Anche l’Instrumentum laboris della sessione dell’ottobre 2024 parla di sinodalità come di «dimensione costitutiva della Chiesa» (n. 5), mentre il Documento finale della seconda sessione afferma che «la sinodalità, dimensione costitutiva della Chiesa, è già parte dell’esperienza di tante nostre comunità» (n. 12).
L’uso dell’avverbio costitutivamente, che precede l’aggettivo sinodale – scrivono il prof. Luciani e la prof.ssa Noceti – «cerca di evitare che la sinodalità sia intesa alla stregua di una mera pratica di indole funzionale e organizzativa, a discrezione di chi esercita l’autorità». Ed aggiungono: «parlare di una Chiesa costitutivamente sinodale è un modo di concretizzare il classico principio medievale […], secondo cui quel che riguarda tutti, da tutti deve essere discusso e approvato» (pp. 71-72).
Detto in altri termini, la Chiesa costitutivamente sinodale non è – come scrive Dario Vitali nell’inserto del mensile Vita pastorale del marzo 2025 p. VI – «un’altra Chiesa o, come si usa dire oggi, un altro modello di Chiesa, ma più semplicemente e più radicalmente, la Chiesa che finalmente emerge da una recezione serena e matura del concilio Vaticano II».

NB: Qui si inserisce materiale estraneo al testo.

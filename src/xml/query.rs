use chrono::NaiveDate;
use roxmltree::Node;
use rust_decimal::Decimal;

use super::format::{parse_date, parse_decimal};
use crate::codes::CodeList;
use crate::core::{SchemedId, ZugferdError};

/// Prefix → namespace URI table of one dialect.
pub type Namespaces = &'static [(&'static str, &'static str)];

/// Typed, namespace-aware read access into a parsed document.
///
/// Paths are `/`-separated child steps written with the dialect's usual
/// prefixes (`ram:SellerTradeParty/ram:Name`). Prefixes resolve through the
/// namespace table, not through the document's own declarations, so a
/// document using other prefixes for the same URIs still matches.
///
/// Every getter is total: a missing node yields `None`, an empty string or
/// `false`. Only [`XmlQuery::date`] can fail, on an unknown format code.
#[derive(Debug, Clone, Copy)]
pub struct XmlQuery {
    namespaces: Namespaces,
}

impl XmlQuery {
    pub const fn new(namespaces: Namespaces) -> Self {
        Self { namespaces }
    }

    fn resolve(&self, prefix: &str) -> Option<&'static str> {
        self.namespaces
            .iter()
            .find(|(p, _)| *p == prefix)
            .map(|(_, uri)| *uri)
    }

    /// Does `node` match a single `prefix:Local` step?
    pub fn is(&self, node: Node<'_, '_>, step: &str) -> bool {
        if !node.is_element() {
            return false;
        }
        let tag = node.tag_name();
        match step.split_once(':') {
            Some((prefix, local)) => {
                tag.name() == local
                    && self
                        .resolve(prefix)
                        .is_some_and(|uri| tag.namespace() == Some(uri))
            }
            None => tag.name() == step && tag.namespace().is_none(),
        }
    }

    /// All nodes reached by `path`, in document order.
    pub fn nodes<'a, 'input>(&self, from: Node<'a, 'input>, path: &str) -> Vec<Node<'a, 'input>> {
        let mut current = vec![from];
        for step in path.split('/').filter(|s| !s.is_empty() && *s != ".") {
            current = current
                .into_iter()
                .flat_map(|n| n.children().filter(move |c| self.is(*c, step)))
                .collect();
            if current.is_empty() {
                break;
            }
        }
        current
    }

    /// First node reached by `path`.
    pub fn node<'a, 'input>(&self, from: Node<'a, 'input>, path: &str) -> Option<Node<'a, 'input>> {
        self.nodes(from, path).into_iter().next()
    }

    pub fn exists(&self, from: Node<'_, '_>, path: &str) -> bool {
        self.node(from, path).is_some()
    }

    /// Trimmed text of the first node at `path`; `None` when absent or empty.
    pub fn text(&self, from: Node<'_, '_>, path: &str) -> Option<String> {
        self.node(from, path).and_then(node_text)
    }

    /// Like [`XmlQuery::text`], defaulting to an empty string.
    pub fn string(&self, from: Node<'_, '_>, path: &str) -> String {
        self.text(from, path).unwrap_or_default()
    }

    pub fn attribute(&self, from: Node<'_, '_>, path: &str, name: &str) -> Option<String> {
        self.node(from, path)
            .and_then(|n| n.attribute(name))
            .map(str::trim)
            .filter(|v| !v.is_empty())
            .map(str::to_owned)
    }

    pub fn decimal(&self, from: Node<'_, '_>, path: &str) -> Option<Decimal> {
        self.node(from, path)
            .and_then(|n| n.text())
            .and_then(parse_decimal)
    }

    pub fn decimal_or_zero(&self, from: Node<'_, '_>, path: &str) -> Decimal {
        self.decimal(from, path).unwrap_or_default()
    }

    /// `true` for `true` or `1`, ignoring case and surrounding whitespace.
    pub fn boolean(&self, from: Node<'_, '_>, path: &str) -> bool {
        self.text(from, path)
            .is_some_and(|t| t.eq_ignore_ascii_case("true") || t == "1")
    }

    /// Date at `path`, honoring a `format` attribute on that node.
    pub fn date(&self, from: Node<'_, '_>, path: &str) -> Result<Option<NaiveDate>, ZugferdError> {
        let Some(node) = self.node(from, path) else {
            return Ok(None);
        };
        let Some(text) = node_text(node) else {
            return Ok(None);
        };
        parse_date(&text, node.attribute("format"))
    }

    /// Coded value at `path`. Tokens missing from the list come back as the
    /// list's `Unknown` value.
    pub fn code<C: CodeList>(&self, from: Node<'_, '_>, path: &str) -> Option<C> {
        self.text(from, path).map(|t| parse_code(&t))
    }

    /// Coded value held in an attribute of the node at `path`.
    pub fn code_attribute<C: CodeList>(&self, from: Node<'_, '_>, path: &str, name: &str) -> Option<C> {
        self.attribute(from, path, name).map(|t| parse_code(&t))
    }

    /// Identifier text at `path` qualified by its `schemeID` attribute.
    pub fn schemed_id<S: CodeList>(&self, from: Node<'_, '_>, path: &str) -> Option<SchemedId<S>> {
        let node = self.node(from, path)?;
        let value = node_text(node)?;
        let scheme = node
            .attribute("schemeID")
            .map(str::trim)
            .filter(|s| !s.is_empty())
            .map(parse_code);
        Some(SchemedId { scheme, value })
    }
}

/// Parse a code token, logging tokens that are not in the list.
pub fn parse_code<C: CodeList>(token: &str) -> C {
    let value = C::parse(token);
    if value.is_unknown() {
        tracing::debug!(list = C::NAME, token, "code not in list, keeping as Unknown");
    }
    value
}

fn node_text(node: Node<'_, '_>) -> Option<String> {
    node.text()
        .map(str::trim)
        .filter(|t| !t.is_empty())
        .map(str::to_owned)
}

#[cfg(test)]
mod tests {
    use super::*;
    use crate::codes::CurrencyCode;
    use rust_decimal_macros::dec;

    const NS: Namespaces = &[("a", "urn:test:a"), ("b", "urn:test:b")];

    const XML: &str = r#"<?xml version="1.0"?>
<x:Root xmlns:x="urn:test:a" xmlns:y="urn:test:b">
  <y:Item id=" 7 "><y:Amount> 12.50 </y:Amount><y:Flag>TRUE</y:Flag></y:Item>
  <y:Item><y:Amount>oops</y:Amount><y:When format="102">20240615</y:When></y:Item>
  <y:Code>EUR</y:Code>
  <y:Other>XXX</y:Other>
  <y:Empty>   </y:Empty>
  <y:Bad format="999">2024</y:Bad>
</x:Root>"#;

    #[test]
    fn resolves_by_namespace_not_prefix() {
        let doc = roxmltree::Document::parse(XML).unwrap();
        let q = XmlQuery::new(NS);
        let root = doc.root_element();
        assert!(q.is(root, "a:Root"));
        assert!(!q.is(root, "b:Root"));
        assert_eq!(q.nodes(root, "b:Item").len(), 2);
        assert_eq!(q.nodes(root, "./b:Item/b:Amount").len(), 2);
    }

    #[test]
    fn typed_getters_are_total() {
        let doc = roxmltree::Document::parse(XML).unwrap();
        let q = XmlQuery::new(NS);
        let root = doc.root_element();

        assert_eq!(q.decimal(root, "b:Item/b:Amount"), Some(dec!(12.50)));
        assert_eq!(q.decimal(root, "b:Missing"), None);
        assert!(q.boolean(root, "b:Item/b:Flag"));
        assert!(!q.boolean(root, "b:Missing"));
        assert_eq!(q.attribute(root, "b:Item", "id").as_deref(), Some("7"));
        assert_eq!(q.text(root, "b:Empty"), None);
        assert_eq!(q.string(root, "b:Missing"), "");
        assert_eq!(q.code::<CurrencyCode>(root, "b:Code"), Some(CurrencyCode::Eur));
        assert_eq!(q.code::<CurrencyCode>(root, "b:Other"), Some(CurrencyCode::Unknown));
        assert_eq!(q.code::<CurrencyCode>(root, "b:Missing"), None);
    }

    #[test]
    fn relative_queries_and_dates() {
        let doc = roxmltree::Document::parse(XML).unwrap();
        let q = XmlQuery::new(NS);
        let items = q.nodes(doc.root_element(), "b:Item");

        assert_eq!(q.decimal(items[1], "b:Amount"), None);
        assert_eq!(
            q.date(items[1], "b:When").unwrap(),
            NaiveDate::from_ymd_opt(2024, 6, 15)
        );
        assert_eq!(q.date(items[0], "b:When").unwrap(), None);
        assert!(q.date(doc.root_element(), "b:Bad").is_err());
    }
}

Il primo livello di esercizio della sinodalità ha luogo in una Chiesa particolare
Il popolo di Dio non è una massa informe e inarticolata. Esso esiste nelle Chiese particolari e a partire dalla Chiese particolari. E la forma sinodale di Chiesa va pensata a partire dall’insieme delle Chiese locali dove essa nasce e cresce nell’ascolto della Parola, nella partecipazione all’eucaristia e nella testimonianza della carità, sotto la presidenza del vescovo e del suo presbiterio.

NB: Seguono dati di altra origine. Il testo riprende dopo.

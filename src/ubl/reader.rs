use roxmltree::{Document, Node};

use super::{CREDIT_NOTE_LAYOUT, DocumentLayout, INVOICE_LAYOUT, NAMESPACES, SEPA_SCHEME, ns};
use crate::cii::common::decode_attachment;
use crate::codes::*;
use crate::core::*;
use crate::io::InvoiceReader;
use crate::xml::XmlQuery;

/// Reader for UBL 2.1 `Invoice` and `CreditNote` documents.
#[derive(Debug, Clone, Copy, Default)]
pub struct UblReader;

const Q: XmlQuery = XmlQuery::new(NAMESPACES);

impl InvoiceReader for UblReader {
    fn identifiers(&self) -> Vec<&'static str> {
        vec![ns::INVOICE, ns::CREDIT_NOTE]
    }

    fn parse(&self, doc: &Document<'_>) -> Result<InvoiceDescriptor, ZugferdError> {
        let root = doc.root_element();
        let layout = if Q.is(root, INVOICE_LAYOUT.step) {
            INVOICE_LAYOUT
        } else if Q.is(root, CREDIT_NOTE_LAYOUT.step) {
            CREDIT_NOTE_LAYOUT
        } else {
            return Err(ZugferdError::MissingNode("ubl:Invoice".into()));
        };

        let mut desc = InvoiceDescriptor {
            profile: Profile::from_identifier(&Q.string(root, "cbc:CustomizationID"), ZugferdVersion::Version23),
            business_process: Q.text(root, "cbc:ProfileID"),
            invoice_no: Q.string(root, "cbc:ID"),
            invoice_date: Q.date(root, "cbc:IssueDate")?,
            invoice_type: Q.code(root, layout.type_code).unwrap_or_default(),
            notes: Q
                .nodes(root, "cbc:Note")
                .into_iter()
                .filter_map(|n| Q.text(n, "."))
                .map(parse_note)
                .collect(),
            currency: Q.code(root, "cbc:DocumentCurrencyCode").unwrap_or_default(),
            tax_currency: Q.code(root, "cbc:TaxCurrencyCode"),
            buyer_reference: Q.text(root, "cbc:BuyerReference"),
            receivable_accounting_accounts: accounting_cost(root),
            billing_period: parse_period(root)?,
            ..InvoiceDescriptor::default()
        };

        read_references(root, &mut desc)?;

        // --- Parties ---
        let seller_path = "cac:AccountingSupplierParty/cac:Party";
        desc.seller = parse_party(root, seller_path);
        desc.buyer = parse_party(root, "cac:AccountingCustomerParty/cac:Party");
        desc.payee = parse_party(root, "cac:PayeeParty");
        desc.seller_tax_representative = parse_party(root, "cac:TaxRepresentativeParty");

        if let Some(delivery) = Q.node(root, "cac:Delivery") {
            desc.actual_delivery_date = Q.date(delivery, "cbc:ActualDeliveryDate")?;
            desc.ship_to = parse_delivery_party(delivery);
        }

        read_payment(root, seller_path, &mut desc)?;

        desc.trade_allowance_charges = Q
            .nodes(root, "cac:AllowanceCharge")
            .into_iter()
            .map(|n| parse_allowance_charge(n, Some(desc.currency)))
            .collect();

        read_taxes(root, &mut desc);

        if let Some(sum) = Q.node(root, "cac:LegalMonetaryTotal") {
            let t = &mut desc.totals;
            t.line_total_amount = Q.decimal(sum, "cbc:LineExtensionAmount");
            t.tax_basis_amount = Q.decimal(sum, "cbc:TaxExclusiveAmount");
            t.grand_total_amount = Q.decimal(sum, "cbc:TaxInclusiveAmount");
            t.allowance_total_amount = Q.decimal(sum, "cbc:AllowanceTotalAmount");
            t.charge_total_amount = Q.decimal(sum, "cbc:ChargeTotalAmount");
            t.total_prepaid_amount = Q.decimal(sum, "cbc:PrepaidAmount");
            t.rounding_amount = Q.decimal(sum, "cbc:PayableRoundingAmount");
            t.due_payable_amount = Q.decimal(sum, "cbc:PayableAmount");
        }

        let order_id = desc.buyer_order_referenced_document.as_ref().map(|o| o.id.clone());
        for line in Q.nodes(root, layout.line) {
            desc.trade_line_items.push(read_line(line, &layout, order_id.as_deref())?);
        }

        tracing::debug!(
            invoice_no = %desc.invoice_no,
            profile = %desc.profile,
            root = layout.root,
            lines = desc.trade_line_items.len(),
            "UBL document read"
        );
        Ok(desc)
    }
}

Ad affermare che «il primo livello di esercizio della sinodalità ha luogo in una Chiesa particolare» è un importante Documento del 2 marzo 2018 della Commissione teologica internazionale, dal titolo La sinodalità nella vita e nella missione della Chiesa (p. 81).
Una conseguenza di tale visione è rinvenibile nella «giusta comprensione dell’identità e della missione del ministero gerarchico» al quale va conferito «un carattere di servizio transitorio, storico, temporaneo, piuttosto che ontologico, ma non escatologico o autoreferenziale», con la conseguenza, ad esempio, che ha poco a che vedere con uno stile sinodale la prassi di ordinare vescovi che non hanno un legame vero con una Chiesa locale o che sono «impegnati in una discernimento della dottrina senza pastoralità» (p. 82), correndo il rischio di parlare sempre al popolo di Dio senza mai ascoltarlo (p. 84).
Dalla suddetta visione deriva altresì la necessità di «coinvolgere il popolo di Dio nella sua totalità in tutti i processi di conversione e di riforma che la Chiesa intraprende», dal momento che lo Spirito parla a tutti attraverso diverse mediazioni, come l’ascolto assiduo della Parola, la preghiera, la carità vissuta, la rilettura credente degli avvenimenti della vita e della storia, ma anche come il confronto e l’espressione serena dei vari punti di vista (p. 86).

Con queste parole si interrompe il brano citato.